■ WORK TO BE COMPLETED: Find and copy each line of the records where the string "crate" shows up.

■ INFORMATION SHOWN:
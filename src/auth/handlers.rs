use crate::{
    auth::{
        auth::AuthUser,
        jwt::{generate_access_token, generate_refresh_token, verify_token},
        password::{hash_password, verify_password},
    },
    config::Config,
    model::role::Role,
    models::{LoginReqDto, RegisterReq, TokenType, UserSql},
    utils::{email_cache, email_filter},
};
use actix_web::{web, HttpRequest, HttpResponse, Responder};
use serde::{Deserialize, Serialize};
use serde_json::json;
use sqlx::MySqlPool;
use std::str::FromStr;
use tracing::{debug, error, info, instrument};

/// Inserts a new user account and keeps the email filter/cache populated
async fn insert_user(
    email: &str,
    password: &str,
    name: &str,
    role: Role,
    pool: &MySqlPool,
) -> Result<(), HttpResponse> {
    let hashed = match hash_password(password) {
        Ok(h) => h,
        Err(e) => {
            error!(error = %e, "Password hashing failed");
            return Err(HttpResponse::InternalServerError().json(json!({
                "error": "Failed to register user"
            })));
        }
    };

    let result = sqlx::query(r#"INSERT INTO users (email, password, name, role) VALUES (?, ?, ?, ?)"#)
        .bind(email)
        .bind(hashed)
        .bind(name)
        .bind(role.to_string())
        .execute(pool)
        .await;

    match result {
        Ok(_) => {
            email_filter::insert(email);
            email_cache::mark_taken(email).await;
            Ok(())
        }
        Err(e) => {
            if let sqlx::Error::Database(db_err) = &e {
                if db_err.code().as_deref() == Some("23000") {
                    return Err(HttpResponse::Conflict().json(json!({
                        "error": "Email already registered"
                    })));
                }
            }

            error!(error = %e, "Failed to insert user");
            Err(HttpResponse::InternalServerError().json(json!({
                "error": "Failed to register user"
            })))
        }
    }
}

/// true  => email AVAILABLE
/// false => email TAKEN
pub async fn is_email_available(email: &str, pool: &MySqlPool) -> bool {
    let email = email.to_lowercase();

    // Cuckoo filter: a definite "not seen" skips the cache and the DB
    if !email_filter::might_exist(&email) {
        return true;
    }

    // Moka cache: fast positive
    if email_cache::is_taken(&email).await {
        return false;
    }

    // Database fallback
    let exists =
        sqlx::query_scalar::<_, bool>("SELECT EXISTS(SELECT 1 FROM users WHERE email = ? LIMIT 1)")
            .bind(&email)
            .fetch_one(pool)
            .await
            .unwrap_or(true); // fail-safe

    !exists
}

/// Account creation, restricted to admin/HR. The original system seeds
/// accounts out of band; there is no open self-registration for an HRM.
#[utoipa::path(
    post,
    path = "/auth/register",
    request_body = RegisterReq,
    responses(
        (status = 201, description = "User registered"),
        (status = 400, description = "Invalid payload"),
        (status = 403, description = "Forbidden"),
        (status = 409, description = "Email already registered")
    ),
    security(("bearer_auth" = [])),
    tag = "Auth"
)]
pub async fn register(
    auth: AuthUser,
    user: web::Json<RegisterReq>,
    pool: web::Data<MySqlPool>,
) -> actix_web::Result<impl Responder> {
    auth.require_hr_or_admin()?;

    let email = user.email.trim().to_lowercase();
    let password = &user.password;

    if email.is_empty() || password.is_empty() {
        return Ok(HttpResponse::BadRequest().json(json!({
            "error": "Email and password must not be empty"
        })));
    }

    let role = match Role::from_str(&user.role) {
        Ok(r) => r,
        Err(_) => {
            return Ok(HttpResponse::BadRequest().json(json!({
                "error": "Invalid role. Allowed: admin, hr, manager, employee"
            })));
        }
    };

    if !is_email_available(&email, pool.get_ref()).await {
        return Ok(HttpResponse::Conflict().json(json!({
            "error": "Email already registered"
        })));
    }

    // Safe to insert after DB check
    match insert_user(&email, password, user.name.trim(), role, pool.get_ref()).await {
        Ok(_) => Ok(HttpResponse::Created().json(json!({
            "message": "User registered successfully"
        }))),
        Err(err_resp) => Ok(err_resp),
    }
}

#[derive(Serialize, Deserialize)]
struct LoginResponse {
    access_token: String,
    refresh_token: String,
    user: serde_json::Value,
}

#[utoipa::path(
    post,
    path = "/auth/login",
    request_body = LoginReqDto,
    responses(
        (status = 200, description = "Logged in"),
        (status = 401, description = "Invalid credentials")
    ),
    tag = "Auth"
)]
#[instrument(
    name = "auth_login",
    skip(pool, config, user),
    fields(email = %user.email)
)]
pub async fn login(
    user: web::Json<LoginReqDto>,
    pool: web::Data<MySqlPool>,
    config: web::Data<Config>,
) -> impl Responder {
    info!("Login request received");

    if user.email.trim().is_empty() || user.password.is_empty() {
        info!("Validation failed: empty email or password");
        return HttpResponse::BadRequest().json(json!({
            "message": "Email and password required"
        }));
    }

    debug!("Fetching user from database");

    let db_user = match sqlx::query_as::<_, UserSql>(
        r#"
        SELECT id, email, password, name, role
        FROM users
        WHERE email = ?
        "#,
    )
    .bind(&user.email)
    .fetch_optional(pool.get_ref())
    .await
    {
        Ok(Some(user)) => {
            debug!(user_id = user.id, "User found");
            user
        }
        Ok(None) => {
            info!("Invalid credentials: user not found");
            return HttpResponse::Unauthorized().json(json!({"message": "Invalid credentials"}));
        }
        Err(e) => {
            error!(error = %e, "Database error while fetching user");
            return HttpResponse::InternalServerError().finish();
        }
    };

    if let Err(e) = verify_password(&user.password, &db_user.password) {
        info!(error = %e, "Invalid credentials: password mismatch");
        return HttpResponse::Unauthorized().json(json!({"message": "Invalid credentials"}));
    }

    let role = match Role::from_str(&db_user.role) {
        Ok(r) => r,
        Err(_) => {
            error!(user_id = db_user.id, role = %db_user.role, "Unknown role stored for user");
            return HttpResponse::InternalServerError().finish();
        }
    };

    // Employee link travels inside the claims so scoped handlers never
    // re-query it per request.
    let employee_id = match sqlx::query_scalar::<_, u64>("SELECT id FROM employees WHERE user_id = ?")
        .bind(db_user.id)
        .fetch_optional(pool.get_ref())
        .await
    {
        Ok(id) => id,
        Err(e) => {
            error!(error = %e, "Database error while resolving employee link");
            return HttpResponse::InternalServerError().finish();
        }
    };

    let access_token = generate_access_token(
        db_user.id,
        db_user.email.clone(),
        role.id(),
        employee_id,
        &config.jwt_secret,
        config.access_token_ttl,
    );

    let (refresh_token, refresh_claims) = generate_refresh_token(
        db_user.id,
        db_user.email.clone(),
        role.id(),
        employee_id,
        &config.jwt_secret,
        config.refresh_token_ttl,
    );

    debug!(
        user_id = db_user.id,
        jti = %refresh_claims.jti,
        "Storing refresh token"
    );

    if let Err(e) = sqlx::query(
        r#"
        INSERT INTO refresh_tokens (user_id, jti, expires_at)
        VALUES (?, ?, FROM_UNIXTIME(?))
        "#,
    )
    .bind(db_user.id)
    .bind(&refresh_claims.jti)
    .bind(refresh_claims.exp as i64)
    .execute(pool.get_ref())
    .await
    {
        error!(error = %e, "Failed to store refresh token");
        return HttpResponse::InternalServerError().finish();
    }

    if let Err(e) = sqlx::query("UPDATE users SET last_login_at = NOW() WHERE id = ?")
        .bind(db_user.id)
        .execute(pool.get_ref())
        .await
    {
        error!(error = %e, "Failed to update last_login_at");
        // intentionally not failing login
    }

    info!("Login successful");

    HttpResponse::Ok().json(LoginResponse {
        access_token,
        refresh_token,
        user: json!({
            "id": db_user.id,
            "email": db_user.email,
            "name": db_user.name,
            "role": db_user.role,
            "employee_id": employee_id,
        }),
    })
}

#[derive(Serialize, sqlx::FromRow)]
struct MeResponse {
    id: u64,
    email: String,
    name: String,
    role: String,
}

/// Current authenticated user
pub async fn me(auth: AuthUser, pool: web::Data<MySqlPool>) -> actix_web::Result<impl Responder> {
    let user = sqlx::query_as::<_, MeResponse>(
        r#"
        SELECT id, email, name, role
        FROM users
        WHERE id = ?
        "#,
    )
    .bind(auth.user_id)
    .fetch_optional(pool.get_ref())
    .await
    .map_err(|e| {
        error!(error = %e, user_id = auth.user_id, "Failed to fetch current user");
        actix_web::error::ErrorInternalServerError("Internal Server Error")
    })?;

    match user {
        Some(user) => Ok(HttpResponse::Ok().json(json!({
            "id": user.id,
            "email": user.email,
            "name": user.name,
            "role": user.role,
            "employee_id": auth.employee_id,
        }))),
        None => Ok(HttpResponse::NotFound().json(json!({
            "message": "User not found"
        }))),
    }
}

#[derive(sqlx::FromRow)]
struct RefreshTokenRow {
    id: u64,
    user_id: u64,
    revoked: bool,
}

pub async fn refresh_token(
    req: HttpRequest,
    pool: web::Data<MySqlPool>,
    config: web::Data<Config>,
) -> impl Responder {
    let header = match req.headers().get("Authorization") {
        Some(h) => h.to_str().unwrap_or(""),
        None => return HttpResponse::Unauthorized().json(json!({"message": "No token"})),
    };

    let token = match header.strip_prefix("Bearer ") {
        Some(t) => t,
        None => return HttpResponse::Unauthorized().json(json!({"message": "Invalid token"})),
    };

    let claims = match verify_token(token, &config.jwt_secret) {
        Ok(c) => c,
        Err(_) => return HttpResponse::Unauthorized().finish(),
    };

    if claims.token_type != TokenType::Refresh {
        return HttpResponse::Unauthorized().finish();
    }

    let record = match sqlx::query_as::<_, RefreshTokenRow>(
        r#"
        SELECT id, user_id, revoked
        FROM refresh_tokens
        WHERE jti = ?
        "#,
    )
    .bind(&claims.jti)
    .fetch_optional(pool.get_ref())
    .await
    {
        Ok(r) => r,
        Err(e) => {
            error!(error = %e, "Failed to look up refresh token");
            return HttpResponse::InternalServerError().finish();
        }
    };

    let record = match record {
        Some(r) if !r.revoked => r,
        _ => return HttpResponse::Unauthorized().finish(),
    };

    // Rotation: the presented refresh token is dead from here on
    if let Err(e) = sqlx::query("UPDATE refresh_tokens SET revoked = TRUE WHERE id = ?")
        .bind(record.id)
        .execute(pool.get_ref())
        .await
    {
        error!(error = %e, "Failed to revoke refresh token");
        return HttpResponse::InternalServerError().finish();
    }

    let (new_refresh_token, new_claims) = generate_refresh_token(
        claims.user_id,
        claims.sub.clone(),
        claims.role,
        claims.employee_id,
        &config.jwt_secret,
        config.refresh_token_ttl,
    );

    if let Err(e) = sqlx::query(
        r#"
        INSERT INTO refresh_tokens (user_id, jti, expires_at)
        VALUES (?, ?, FROM_UNIXTIME(?))
        "#,
    )
    .bind(record.user_id)
    .bind(&new_claims.jti)
    .bind(new_claims.exp as i64)
    .execute(pool.get_ref())
    .await
    {
        error!(error = %e, "Failed to store rotated refresh token");
        return HttpResponse::InternalServerError().finish();
    }

    let access_token = generate_access_token(
        claims.user_id,
        claims.sub.clone(),
        claims.role,
        claims.employee_id,
        &config.jwt_secret,
        config.access_token_ttl,
    );

    HttpResponse::Ok().json(json!({
        "access_token": access_token,
        "refresh_token": new_refresh_token
    }))
}

pub async fn logout(
    req: HttpRequest,
    pool: web::Data<MySqlPool>,
    config: web::Data<Config>,
) -> impl Responder {
    let header = match req.headers().get("Authorization") {
        Some(h) => h.to_str().unwrap_or(""),
        None => return HttpResponse::NoContent().finish(),
    };

    let token = match header.strip_prefix("Bearer ") {
        Some(t) => t,
        None => return HttpResponse::NoContent().finish(),
    };

    let claims = match verify_token(token, &config.jwt_secret) {
        Ok(c) => c,
        Err(_) => return HttpResponse::NoContent().finish(),
    };

    // Only refresh tokens are revocable
    if claims.token_type != TokenType::Refresh {
        return HttpResponse::NoContent().finish();
    }

    // Idempotent: success even if the token never existed
    let _ = sqlx::query("UPDATE refresh_tokens SET revoked = TRUE WHERE jti = ?")
        .bind(&claims.jti)
        .execute(pool.get_ref())
        .await;

    HttpResponse::NoContent().finish()
}
use crate::api::resolve_scope;
use crate::auth::auth::AuthUser;
use crate::config::Config;
use crate::domain::leave::{balance, inclusive_days};
use crate::domain::scope::Scope;
use crate::model::leave_request::{LeaveStatus, LeaveType};
use actix_web::{web, HttpResponse, Responder};
use chrono::{DateTime, Datelike, Local, NaiveDate, Utc};
use serde::{Deserialize, Serialize};
use serde_json::json;
use sqlx::{prelude::FromRow, MySqlPool};
use std::str::FromStr;
use utoipa::{IntoParams, ToSchema};

#[derive(Deserialize, ToSchema)]
pub struct CreateLeave {
    #[serde(rename = "type")]
    #[schema(example = "annual")]
    pub leave_type: LeaveType,
    #[schema(example = "2026-01-01", format = "date", value_type = String)]
    pub start_date: NaiveDate,
    #[schema(example = "2026-01-03", format = "date", value_type = String)]
    pub end_date: NaiveDate,
    pub reason: Option<String>,
}

#[derive(Serialize, Deserialize, FromRow, ToSchema)]
pub struct LeaveResponse {
    #[schema(example = 1)]
    pub id: u64,
    #[schema(example = 1000)]
    pub employee_id: u64,
    pub employee_name: String,
    #[schema(example = "annual", value_type = String)]
    #[serde(rename = "type")]
    #[sqlx(rename = "type")]
    pub leave_type: String,
    #[schema(example = "2026-01-01", format = "date", value_type = String)]
    pub start_date: NaiveDate,
    #[schema(example = "2026-01-03", format = "date", value_type = String)]
    pub end_date: NaiveDate,
    #[schema(example = 3)]
    pub days: i64,
    pub reason: Option<String>,
    #[schema(example = "pending", value_type = String)]
    pub status: String,
    pub approved_by: Option<u64>,
    pub approved_by_name: Option<String>,
    #[schema(example = "2026-01-01T00:00:00Z", format = "date-time", value_type = String)]
    pub created_at: Option<DateTime<Utc>>,
}

#[derive(Deserialize, IntoParams, ToSchema)]
pub struct LeaveFilter {
    /// Filter by employee (admin/hr only; employees always see their own)
    pub employee_id: Option<u64>,
    /// Filter by leave status
    pub status: Option<String>,
    /// Filter by leave type
    #[serde(rename = "type")]
    pub leave_type: Option<String>,
    /// Pagination page number (start with 1)
    pub page: Option<u64>,
    /// Pagination per page number
    pub per_page: Option<u64>,
}

#[derive(Serialize, ToSchema)]
pub struct LeaveListResponse {
    pub data: Vec<LeaveResponse>,
    pub page: u32,
    pub per_page: u32,
    pub total: i64,
}

// Helper enum for typed SQLx binding
enum FilterValue {
    U64(u64),
    Str(String),
}

/* =========================
Create leave request
========================= */
#[utoipa::path(
    post,
    path = "/api/v1/leaves",
    request_body = CreateLeave,
    responses(
        (status = 201, description = "Leave request submitted", body = Object, example = json!({
            "message": "Leave request submitted",
            "days": 3,
            "status": "pending"
        })),
        (status = 400, description = "Bad request"),
        (status = 401),
        (status = 404, description = "Employee profile not found")
    ),
    security(("bearer_auth" = [])),
    tag = "Leave"
)]
pub async fn create_leave(
    auth: AuthUser,
    pool: web::Data<MySqlPool>,
    payload: web::Json<CreateLeave>,
) -> actix_web::Result<impl Responder> {
    let employee_id = auth.require_employee_profile()?;

    // Inclusive day count; inverted ranges rejected.
    // Overlap with existing approved leave is deliberately not checked.
    let days = match inclusive_days(payload.start_date, payload.end_date) {
        Ok(days) => days,
        Err(e) => {
            return Ok(HttpResponse::BadRequest().json(json!({
                "message": e.to_string()
            })));
        }
    };

    let result = sqlx::query(
        r#"
        INSERT INTO leave_requests
            (employee_id, type, start_date, end_date, days, reason)
        VALUES (?, ?, ?, ?, ?, ?)
        "#,
    )
    .bind(employee_id)
    .bind(payload.leave_type.to_string())
    .bind(payload.start_date)
    .bind(payload.end_date)
    .bind(days)
    .bind(&payload.reason)
    .execute(pool.get_ref())
    .await
    .map_err(|e| {
        tracing::error!(error = %e, employee_id, "Failed to create leave request");
        actix_web::error::ErrorInternalServerError("Internal Server Error")
    })?;

    Ok(HttpResponse::Created().json(json!({
        "message": "Leave request submitted",
        "requestId": result.last_insert_id(),
        "days": days,
        "status": LeaveStatus::Pending
    })))
}

/* =========================
List leave requests (scope-filtered)
========================= */
#[utoipa::path(
    get,
    path = "/api/v1/leaves",
    params(LeaveFilter),
    responses(
        (status = 200, description = "Paginated leave list", body = LeaveListResponse),
        (status = 401),
        (status = 404, description = "Employee profile not found")
    ),
    security(("bearer_auth" = [])),
    tag = "Leave"
)]
pub async fn leave_list(
    auth: AuthUser,
    pool: web::Data<MySqlPool>,
    query: web::Query<LeaveFilter>,
) -> actix_web::Result<impl Responder> {
    let scope = resolve_scope(&auth, pool.get_ref()).await?;

    // -------------------------
    // Pagination
    // -------------------------
    let per_page = query.per_page.unwrap_or(10).min(100);
    let page = query.page.unwrap_or(1).max(1);
    let offset = (page - 1) * per_page;

    // -------------------------
    // WHERE clause
    // -------------------------
    let mut where_sql = String::from(" WHERE 1=1");
    let mut args: Vec<FilterValue> = Vec::new();

    match &scope {
        Scope::Global => {
            if let Some(emp_id) = query.employee_id {
                where_sql.push_str(" AND lr.employee_id = ?");
                args.push(FilterValue::U64(emp_id));
            }
        }
        Scope::Team { department, .. } => {
            where_sql.push_str(" AND e.department = ?");
            args.push(FilterValue::Str(department.clone()));
        }
        Scope::Own { employee_id } => {
            where_sql.push_str(" AND lr.employee_id = ?");
            args.push(FilterValue::U64(*employee_id));
        }
    }

    if let Some(status) = query.status.as_deref().filter(|s| *s != "all") {
        where_sql.push_str(" AND lr.status = ?");
        args.push(FilterValue::Str(status.to_string()));
    }

    if let Some(leave_type) = query.leave_type.as_deref().filter(|t| *t != "all") {
        where_sql.push_str(" AND lr.type = ?");
        args.push(FilterValue::Str(leave_type.to_string()));
    }

    // -------------------------
    // COUNT query
    // -------------------------
    let count_sql = format!(
        "SELECT COUNT(*) FROM leave_requests lr JOIN employees e ON lr.employee_id = e.id{}",
        where_sql
    );

    let mut count_q = sqlx::query_scalar::<_, i64>(&count_sql);
    for arg in &args {
        count_q = match arg {
            FilterValue::U64(v) => count_q.bind(*v),
            FilterValue::Str(s) => count_q.bind(s.clone()),
        };
    }

    let total = count_q.fetch_one(pool.get_ref()).await.map_err(|e| {
        tracing::error!(error = %e, "Failed to count leave requests");
        actix_web::error::ErrorInternalServerError("Internal Server Error")
    })?;

    // -------------------------
    // DATA query
    // -------------------------
    let data_sql = format!(
        r#"
        SELECT lr.id, lr.employee_id, e.name AS employee_name, lr.type,
               lr.start_date, lr.end_date, lr.days, lr.reason, lr.status,
               lr.approved_by, a.name AS approved_by_name, lr.created_at
        FROM leave_requests lr
        JOIN employees e ON lr.employee_id = e.id
        LEFT JOIN employees a ON lr.approved_by = a.id
        {}
        ORDER BY lr.created_at DESC
        LIMIT ? OFFSET ?
        "#,
        where_sql
    );

    let mut data_q = sqlx::query_as::<_, LeaveResponse>(&data_sql);
    for arg in args {
        data_q = match arg {
            FilterValue::U64(v) => data_q.bind(v),
            FilterValue::Str(s) => data_q.bind(s),
        };
    }

    let leaves = data_q
        .bind(per_page)
        .bind(offset)
        .fetch_all(pool.get_ref())
        .await
        .map_err(|e| {
            tracing::error!(error = %e, "Failed to fetch leave list");
            actix_web::error::ErrorInternalServerError("Internal Server Error")
        })?;

    Ok(HttpResponse::Ok().json(LeaveListResponse {
        data: leaves,
        page: page as u32,
        per_page: per_page as u32,
        total,
    }))
}

/* =========================
Approve / reject (Admin/HR/Manager)
========================= */
#[derive(Deserialize, ToSchema)]
pub struct ApproveLeave {
    /// approved or rejected
    #[schema(example = "approved")]
    pub status: String,
}

#[utoipa::path(
    put,
    path = "/api/v1/leaves/{leave_id}/approve",
    params(("leave_id" = u64, Path, description = "Leave request ID")),
    request_body = ApproveLeave,
    responses(
        (status = 200, description = "Decision recorded"),
        (status = 400, description = "Not found or already processed"),
        (status = 401),
        (status = 403),
        (status = 404, description = "Employee profile not found")
    ),
    security(("bearer_auth" = [])),
    tag = "Leave"
)]
pub async fn approve_leave(
    auth: AuthUser,
    pool: web::Data<MySqlPool>,
    path: web::Path<u64>,
    payload: web::Json<ApproveLeave>,
) -> actix_web::Result<impl Responder> {
    auth.require_approver()?;
    let approver_id = auth.require_employee_profile()?;

    let leave_id = path.into_inner();

    let decision = match LeaveStatus::from_str(&payload.status) {
        Ok(s @ (LeaveStatus::Approved | LeaveStatus::Rejected)) => s,
        _ => {
            return Ok(HttpResponse::BadRequest().json(json!({
                "message": "status must be approved or rejected"
            })));
        }
    };

    // Only pending requests transition; approved/rejected rows are final
    let result = sqlx::query(
        r#"
        UPDATE leave_requests
        SET status = ?, approved_by = ?
        WHERE id = ?
        AND status = 'pending'
        "#,
    )
    .bind(decision.to_string())
    .bind(approver_id)
    .bind(leave_id)
    .execute(pool.get_ref())
    .await
    .map_err(|e| {
        tracing::error!(error = %e, leave_id, "Leave decision failed");
        actix_web::error::ErrorInternalServerError("Internal Server Error")
    })?;

    if result.rows_affected() == 0 {
        return Ok(HttpResponse::BadRequest().json(json!({
            "message": "Leave request not found or already processed"
        })));
    }

    Ok(HttpResponse::Ok().json(json!({
        "message": match decision {
            LeaveStatus::Approved => "Leave approved",
            _ => "Leave rejected",
        }
    })))
}

/* =========================
Leave balance
========================= */
#[derive(FromRow)]
struct UsedDays {
    annual_used: i64,
    sick_used: i64,
}

async fn balance_for(
    employee_id: u64,
    pool: &MySqlPool,
    config: &Config,
) -> actix_web::Result<HttpResponse> {
    let current_year = Local::now().year();

    let used = sqlx::query_as::<_, UsedDays>(
        r#"
        SELECT
            CAST(COALESCE(SUM(CASE WHEN type = 'annual' AND status = 'approved' THEN days ELSE 0 END), 0) AS SIGNED) AS annual_used,
            CAST(COALESCE(SUM(CASE WHEN type = 'sick' AND status = 'approved' THEN days ELSE 0 END), 0) AS SIGNED) AS sick_used
        FROM leave_requests
        WHERE employee_id = ? AND YEAR(start_date) = ?
        "#,
    )
    .bind(employee_id)
    .bind(current_year)
    .fetch_one(pool)
    .await
    .map_err(|e| {
        tracing::error!(error = %e, employee_id, "Failed to compute leave balance");
        actix_web::error::ErrorInternalServerError("Internal Server Error")
    })?;

    let balance = balance(&config.leave_entitlements(), used.annual_used, used.sick_used);

    Ok(HttpResponse::Ok().json(balance))
}

/// Leave balance for the current employee
#[utoipa::path(
    get,
    path = "/api/v1/leaves/balance",
    responses(
        (status = 200, description = "Remaining entitlement per leave type"),
        (status = 401),
        (status = 404, description = "Employee profile not found")
    ),
    security(("bearer_auth" = [])),
    tag = "Leave"
)]
pub async fn my_balance(
    auth: AuthUser,
    pool: web::Data<MySqlPool>,
    config: web::Data<Config>,
) -> actix_web::Result<impl Responder> {
    let employee_id = auth.require_employee_profile()?;
    balance_for(employee_id, pool.get_ref(), config.get_ref()).await
}

/// Leave balance for a specific employee (Admin/HR/Manager)
#[utoipa::path(
    get,
    path = "/api/v1/leaves/balance/{employee_id}",
    params(("employee_id" = u64, Path, description = "Employee ID")),
    responses(
        (status = 200, description = "Remaining entitlement per leave type"),
        (status = 401),
        (status = 403)
    ),
    security(("bearer_auth" = [])),
    tag = "Leave"
)]
pub async fn employee_balance(
    auth: AuthUser,
    pool: web::Data<MySqlPool>,
    config: web::Data<Config>,
    path: web::Path<u64>,
) -> actix_web::Result<impl Responder> {
    auth.require_approver()?;
    balance_for(path.into_inner(), pool.get_ref(), config.get_ref()).await
}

■ SOLUTION TO THE PROBLEM:
use crate::{
use crate::api::resolve_scope;
use crate::auth::auth::AuthUser;
use crate::config::Config;
use crate::domain::leave::{balance, inclusive_days};
use crate::domain::scope::Scope;
use crate::model::leave_request::{LeaveStatus, LeaveType};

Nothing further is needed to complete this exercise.